L’atmosphère entre ces murs d’un blanc stérile était étouffante. Il s'agissait d'un drôle de mélange de liesse, d’appréhension et de claustrophobie, accompagné d'une odeur de sueur que nous arrachaient un nombre à peu près équivalent de caméras et de fusils d’assauts braqués sur nous.

Pas même une mouche n’aurait pu atteindre le lieu de récupération sans un laissez passer.

Finalement la salle en elle-même était le clou du spectacle.

Une pièce sphérique d’une bonne quarantaine de mètres de diamètre aux murs bardés de capteurs dont je ne connaissais pas le moins du monde l’utilité avec, pour seul sol plat, une passerelle se déployant depuis l’unique entrée au seuil de laquelle nous étions invités à nous arrêter.

Le passage en question qui culminait déjà pour sa part à une vertigineuse vingtaine de mètres du fond, menait jusqu’au centre où un imposant cube gris faisant à peu près deux fois ma taille et décoré de symboles luliens dorés était fixé au dessus du vide par de puissant vérins hydraulique ancrés à chacun de ses sommets.

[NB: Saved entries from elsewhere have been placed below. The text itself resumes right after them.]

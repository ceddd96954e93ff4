pub mod assets;
pub mod insights;
pub mod recommendations;
//! Analysis provider gateway.
//!
//! Adapts the unreliable external analysis provider into a bounded,
//! retried, cancellable call: per-attempt deadlines, exponential backoff on
//! transient failures, a semaphore on concurrent outstanding calls, and
//! validation of the provider's response against the score-breakdown
//! contract before anything reaches the lifecycle.

pub mod gateway;
pub mod provider;
pub mod retry;

pub use gateway::{
    AnalysisError, AnalysisFailure, AnalysisGateway, AnalysisOutcome, GatewayConfig,
};
pub use provider::{
    AnalysisProvider, AnalysisRequest, HttpAnalysisProvider, ProviderError, ProviderResponse,
    ProviderScores,
};
pub use retry::RetryPolicy;
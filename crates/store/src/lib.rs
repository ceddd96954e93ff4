//! Entity storage for the AdLens engine.
//!
//! [`EntityStore`] is the in-memory authoritative collection of creative
//! assets and recommendations, with per-entity-id mutual exclusion and an
//! append-only transition history. [`PersistentStore`] is the contract for
//! the external durable store the engine writes through to.

pub mod memory;
pub mod persist;

pub use memory::{EntityStore, TransitionRecord};
pub use persist::{MemoryPersistence, PersistError, PersistentStore, StoreContents};
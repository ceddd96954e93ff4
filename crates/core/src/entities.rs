//! Creative asset and recommendation entities.
//!
//! Entities are constructed by the lifecycle manager only -- the `from_draft`
//! constructors validate caller input and fix the initial status. Everything
//! downstream receives an already-consistent entity.

use serde::{Deserialize, Serialize};

use crate::error::CoreError;
use crate::scoring::ScoreBreakdown;
use crate::types::{EntityId, Timestamp};

// ---------------------------------------------------------------------------
// Enums
// ---------------------------------------------------------------------------

/// The media type of a creative asset.
#[derive(Debug, Clone, Copy, PartialEq, Eq, Hash, Serialize, Deserialize)]
#[serde(rename_all = "snake_case")]
pub enum AssetKind {
    Image,
    Video,
    Copy,
}

impl AssetKind {
    /// Stable label used for grouping and log fields.
    pub fn as_str(self) -> &'static str {
        match self {
            AssetKind::Image => "image",
            AssetKind::Video => "video",
            AssetKind::Copy => "copy",
        }
    }
}

/// Advertising platform the asset runs on.
#[derive(Debug, Clone, Copy, PartialEq, Eq, Hash, Serialize, Deserialize)]
#[serde(rename_all = "lowercase")]
pub enum Platform {
    Google,
    Facebook,
    Instagram,
    TikTok,
    Snapchat,
}

impl Platform {
    /// Stable label used for grouping and log fields.
    pub fn as_str(self) -> &'static str {
        match self {
            Platform::Google => "google",
            Platform::Facebook => "facebook",
            Platform::Instagram => "instagram",
            Platform::TikTok => "tiktok",
            Platform::Snapchat => "snapchat",
        }
    }
}

/// Creative asset lifecycle status.
///
/// `Analyzed` exists only for legacy data loaded from the persistent store:
/// no transition produces it and none leaves it. The live state machine is
/// `PendingAnalysis` -> one of the three score bands, or `PendingAnalysis`
/// -> `Failed`; `reanalyze` returns any of those four to `PendingAnalysis`.
#[derive(Debug, Clone, Copy, PartialEq, Eq, Serialize, Deserialize)]
#[serde(rename_all = "snake_case")]
pub enum AssetStatus {
    PendingAnalysis,
    Analyzed,
    Excellent,
    Active,
    NeedsImprovement,
    Failed,
}

impl AssetStatus {
    /// Human-readable name for log fields and error messages.
    pub fn as_str(self) -> &'static str {
        match self {
            AssetStatus::PendingAnalysis => "pending_analysis",
            AssetStatus::Analyzed => "analyzed",
            AssetStatus::Excellent => "excellent",
            AssetStatus::Active => "active",
            AssetStatus::NeedsImprovement => "needs_improvement",
            AssetStatus::Failed => "failed",
        }
    }

    /// True for the statuses that carry a score breakdown.
    pub fn is_scored(self) -> bool {
        matches!(
            self,
            AssetStatus::Excellent | AssetStatus::Active | AssetStatus::NeedsImprovement
        )
    }

    /// True for statuses from which `reanalyze` is legal.
    pub fn can_reanalyze(self) -> bool {
        self.is_scored() || self == AssetStatus::Failed
    }
}

/// Recommendation lifecycle status.
#[derive(Debug, Clone, Copy, PartialEq, Eq, Serialize, Deserialize)]
#[serde(rename_all = "snake_case")]
pub enum RecommendationStatus {
    Pending,
    Implemented,
    Rejected,
}

impl RecommendationStatus {
    /// Human-readable name for log fields and error messages.
    pub fn as_str(self) -> &'static str {
        match self {
            RecommendationStatus::Pending => "pending",
            RecommendationStatus::Implemented => "implemented",
            RecommendationStatus::Rejected => "rejected",
        }
    }
}

/// The outcome a pending recommendation is resolved to.
#[derive(Debug, Clone, Copy, PartialEq, Eq, Serialize, Deserialize)]
#[serde(rename_all = "snake_case")]
pub enum Resolution {
    Implemented,
    Rejected,
}

impl Resolution {
    /// The terminal status this resolution maps to.
    pub fn status(self) -> RecommendationStatus {
        match self {
            Resolution::Implemented => RecommendationStatus::Implemented,
            Resolution::Rejected => RecommendationStatus::Rejected,
        }
    }
}

/// Category of a campaign recommendation.
#[derive(Debug, Clone, Copy, PartialEq, Eq, Hash, Serialize, Deserialize)]
#[serde(rename_all = "snake_case")]
pub enum RecommendationCategory {
    Budget,
    Bidding,
    Keywords,
    Creative,
    Schedule,
    Optimization,
}

/// Expected impact of implementing a recommendation.
#[derive(Debug, Clone, Copy, PartialEq, Eq, PartialOrd, Ord, Serialize, Deserialize)]
#[serde(rename_all = "snake_case")]
pub enum Impact {
    Low,
    Medium,
    High,
}

// ---------------------------------------------------------------------------
// Payload
// ---------------------------------------------------------------------------

/// The creative content itself: a media URL for image/video assets, inline
/// text for ad copy. The enum makes "exactly one of url/content" impossible
/// to violate after draft validation.
#[derive(Debug, Clone, PartialEq, Eq, Serialize, Deserialize)]
#[serde(rename_all = "snake_case")]
pub enum AssetPayload {
    Url(String),
    Content(String),
}

// ---------------------------------------------------------------------------
// Creative asset
// ---------------------------------------------------------------------------

/// A single ad creative unit belonging to a campaign.
///
/// `overall_score` is derived from `score_breakdown` and never set by a
/// caller; both are present exactly when analysis has succeeded.
#[derive(Debug, Clone, Serialize, Deserialize)]
pub struct CreativeAsset {
    pub id: EntityId,
    pub name: String,
    pub kind: AssetKind,
    pub platform: Platform,
    pub campaign_ref: String,
    pub payload: AssetPayload,
    pub created_at: Timestamp,
    pub analyzed_at: Option<Timestamp>,
    pub status: AssetStatus,
    pub score_breakdown: Option<ScoreBreakdown>,
    pub overall_score: Option<f64>,
    pub feedback: Vec<String>,
    pub improvements: Vec<String>,
}

impl CreativeAsset {
    /// Build a new asset in `PendingAnalysis` from a validated draft.
    ///
    /// Called by the lifecycle manager only.
    pub fn from_draft(draft: AssetDraft, now: Timestamp) -> Result<Self, CoreError> {
        let payload = draft.validate()?;
        Ok(Self {
            id: EntityId::new_v4(),
            name: draft.name,
            kind: draft.kind,
            platform: draft.platform,
            campaign_ref: draft.campaign_ref,
            payload,
            created_at: now,
            analyzed_at: None,
            status: AssetStatus::PendingAnalysis,
            score_breakdown: None,
            overall_score: None,
            feedback: Vec::new(),
            improvements: Vec::new(),
        })
    }
}

/// Caller-supplied input for `submit_asset`.
#[derive(Debug, Clone, Deserialize)]
pub struct AssetDraft {
    pub name: String,
    pub kind: AssetKind,
    pub platform: Platform,
    pub campaign_ref: String,
    /// Media URL; required for image and video assets.
    pub url: Option<String>,
    /// Ad copy text; required for copy assets.
    pub content: Option<String>,
}

impl AssetDraft {
    /// Validate the draft and produce its payload.
    ///
    /// Rules:
    /// - `name` and `campaign_ref` must be non-empty.
    /// - Image/video assets carry a `url` and no `content`.
    /// - Copy assets carry `content` and no `url`.
    pub fn validate(&self) -> Result<AssetPayload, CoreError> {
        if self.name.trim().is_empty() {
            return Err(CoreError::Validation(
                "Asset name must not be empty".to_string(),
            ));
        }
        if self.campaign_ref.trim().is_empty() {
            return Err(CoreError::Validation(
                "Campaign reference must not be empty".to_string(),
            ));
        }

        match self.kind {
            AssetKind::Image | AssetKind::Video => match (&self.url, &self.content) {
                (Some(url), None) if !url.trim().is_empty() => {
                    Ok(AssetPayload::Url(url.clone()))
                }
                (Some(_), Some(_)) => Err(CoreError::Validation(format!(
                    "{} assets must not carry inline content",
                    self.kind.as_str()
                ))),
                _ => Err(CoreError::Validation(format!(
                    "{} assets require a non-empty url",
                    self.kind.as_str()
                ))),
            },
            AssetKind::Copy => match (&self.url, &self.content) {
                (None, Some(content)) if !content.trim().is_empty() => {
                    Ok(AssetPayload::Content(content.clone()))
                }
                (Some(_), Some(_)) | (Some(_), None) => Err(CoreError::Validation(
                    "copy assets must not carry a url".to_string(),
                )),
                _ => Err(CoreError::Validation(
                    "copy assets require non-empty content".to_string(),
                )),
            },
        }
    }
}

// ---------------------------------------------------------------------------
// Recommendation
// ---------------------------------------------------------------------------

/// A proposed optimization action tied to a campaign.
///
/// Resolved at most once; `resolved_at` is set exactly when the status has
/// left `Pending`.
#[derive(Debug, Clone, Serialize, Deserialize)]
pub struct Recommendation {
    pub id: EntityId,
    pub campaign_ref: String,
    pub title: String,
    pub description: String,
    pub category: RecommendationCategory,
    pub impact: Impact,
    pub status: RecommendationStatus,
    pub generated_at: Timestamp,
    pub resolved_at: Option<Timestamp>,
    /// Metric name -> value pairs that justified the recommendation at
    /// generation time, kept for later before/after comparison.
    pub metric_snapshot: serde_json::Map<String, serde_json::Value>,
}

impl Recommendation {
    /// Build a new pending recommendation from a validated draft.
    ///
    /// Called by the lifecycle manager only.
    pub fn from_draft(draft: RecommendationDraft, now: Timestamp) -> Result<Self, CoreError> {
        draft.validate()?;
        Ok(Self {
            id: EntityId::new_v4(),
            campaign_ref: draft.campaign_ref,
            title: draft.title,
            description: draft.description,
            category: draft.category,
            impact: draft.impact,
            status: RecommendationStatus::Pending,
            generated_at: now,
            resolved_at: None,
            metric_snapshot: draft.metric_snapshot,
        })
    }
}

/// Caller-supplied input for `submit_recommendation`.
#[derive(Debug, Clone, Deserialize)]
pub struct RecommendationDraft {
    pub campaign_ref: String,
    pub title: String,
    pub description: String,
    pub category: RecommendationCategory,
    pub impact: Impact,
    #[serde(default)]
    pub metric_snapshot: serde_json::Map<String, serde_json::Value>,
}

impl RecommendationDraft {
    /// Validate the draft.
    ///
    /// Rules: `title` and `campaign_ref` must be non-empty.
    pub fn validate(&self) -> Result<(), CoreError> {
        if self.title.trim().is_empty() {
            return Err(CoreError::Validation(
                "Recommendation title must not be empty".to_string(),
            ));
        }
        if self.campaign_ref.trim().is_empty() {
            return Err(CoreError::Validation(
                "Campaign reference must not be empty".to_string(),
            ));
        }
        Ok(())
    }
}

// ---------------------------------------------------------------------------
// Tests
// ---------------------------------------------------------------------------
use std::sync::Arc;

use adlens_engine::{InsightAggregator, LifecycleManager};

use crate::config::ServerConfig;

/// Shared application state available to all Axum handlers via
/// `State<AppState>`.
///
/// Cheaply cloneable (inner data is behind `Arc`).
#[derive(Clone)]
pub struct AppState {
    /// The intelligence engine: entity creation, transitions, analysis.
    pub manager: Arc<LifecycleManager>,
    /// Read-only aggregates over the entity store.
    pub aggregator: Arc<InsightAggregator>,
    /// Server configuration.
    pub config: Arc<ServerConfig>,
}
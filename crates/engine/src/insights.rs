//! Insight aggregator: read-only aggregates over store snapshots.
//!
//! Computes averages, top performers, status distributions, and trend
//! alerts on demand. Never mutates entities; the underlying math lives in
//! `adlens_core::insight` so it stays independently testable.

use std::collections::BTreeMap;
use std::sync::Arc;

use chrono::{Duration, Utc};
use serde::Serialize;

use adlens_core::insight::{
    average_score, generate_insights, top_by, trend_delta, CampaignSnapshot, Dimension, Insight,
};
use adlens_core::query::{filter_assets, AssetFilter};
use adlens_core::scoring::{classify_alert_severity, AlertSeverity};
use adlens_store::EntityStore;

/// A group key with its average score.
#[derive(Debug, Clone, Serialize)]
pub struct GroupAverage {
    pub key: String,
    pub average: f64,
}

/// Cross-asset aggregate view returned by [`InsightAggregator::summary`].
#[derive(Debug, Clone, Serialize)]
pub struct InsightSummary {
    pub total_assets: usize,
    pub analyzed_assets: usize,
    pub average_score: Option<f64>,
    pub top_platform: Option<GroupAverage>,
    pub top_kind: Option<GroupAverage>,
    /// Asset count per status label.
    pub status_counts: BTreeMap<&'static str, usize>,
}

/// A graded movement of the average score between two adjacent windows.
#[derive(Debug, Clone, Serialize)]
pub struct TrendAlert {
    pub severity: AlertSeverity,
    pub current_average: f64,
    pub previous_average: f64,
    pub delta: f64,
}

/// Computes read-only aggregates over snapshots of the entity store.
pub struct InsightAggregator {
    store: Arc<EntityStore>,
}

impl InsightAggregator {
    pub fn new(store: Arc<EntityStore>) -> Self {
        Self { store }
    }

    /// Aggregate view over the assets matching `filter`.
    pub async fn summary(&self, filter: &AssetFilter) -> InsightSummary {
        let assets = filter_assets(self.store.snapshot_assets().await, filter);

        let mut status_counts: BTreeMap<&'static str, usize> = BTreeMap::new();
        for asset in &assets {
            *status_counts.entry(asset.status.as_str()).or_insert(0) += 1;
        }

        InsightSummary {
            total_assets: assets.len(),
            analyzed_assets: assets.iter().filter(|a| a.overall_score.is_some()).count(),
            average_score: average_score(&assets),
            top_platform: top_by(&assets, Dimension::Platform)
                .map(|(key, average)| GroupAverage { key, average }),
            top_kind: top_by(&assets, Dimension::Kind)
                .map(|(key, average)| GroupAverage { key, average }),
            status_counts,
        }
    }

    /// Compare the average score of assets analyzed in the last `window`
    /// against the window before it, graded by `threshold`.
    ///
    /// `None` when either window has no analyzed assets -- a trend needs
    /// two data points.
    pub async fn score_trend(&self, window: Duration, threshold: f64) -> Option<TrendAlert> {
        let now = Utc::now();
        let assets = self.store.snapshot_assets().await;

        let current: Vec<_> = assets
            .iter()
            .filter(|a| {
                a.analyzed_at
                    .map(|at| at > now - window)
                    .unwrap_or(false)
            })
            .cloned()
            .collect();
        let previous: Vec<_> = assets
            .iter()
            .filter(|a| {
                a.analyzed_at
                    .map(|at| at <= now - window && at > now - window - window)
                    .unwrap_or(false)
            })
            .cloned()
            .collect();

        let current_average = average_score(&current)?;
        let previous_average = average_score(&previous)?;
        let delta = trend_delta(current_average, previous_average);

        Some(TrendAlert {
            severity: classify_alert_severity(delta, threshold),
            current_average,
            previous_average,
            delta,
        })
    }

    /// Deterministic rules pass over caller-supplied campaign metrics.
    pub fn campaign_insights(&self, campaigns: &[CampaignSnapshot]) -> Vec<Insight> {
        generate_insights(campaigns)
    }
}
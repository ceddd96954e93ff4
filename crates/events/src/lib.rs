//! In-process event bus for engine lifecycle events.
//!
//! The lifecycle manager publishes an [`EngineEvent`] after every entity
//! creation and transition; consumers (notification routers, audit sinks,
//! WebSocket fan-out) subscribe independently.

pub mod bus;

pub use bus::{EngineEvent, EventBus, EventKind};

Le deleus cube était aussi impressionnant qu’on me l’avait décrit.

Premier artefact lulien ramené à la surface par Abraham Deleus lui-même et nommé en son honneur, il en émanait quelque chose d’impérieux, une présence qui faisait déglutir et baisser le regard respectueusement.

L’une des faces du pavé ésotérique en question était absente, ne laissant voir à l’intérieur qu’un néant surnaturel sur lequel l’œil ne parvenait pas à se fixer.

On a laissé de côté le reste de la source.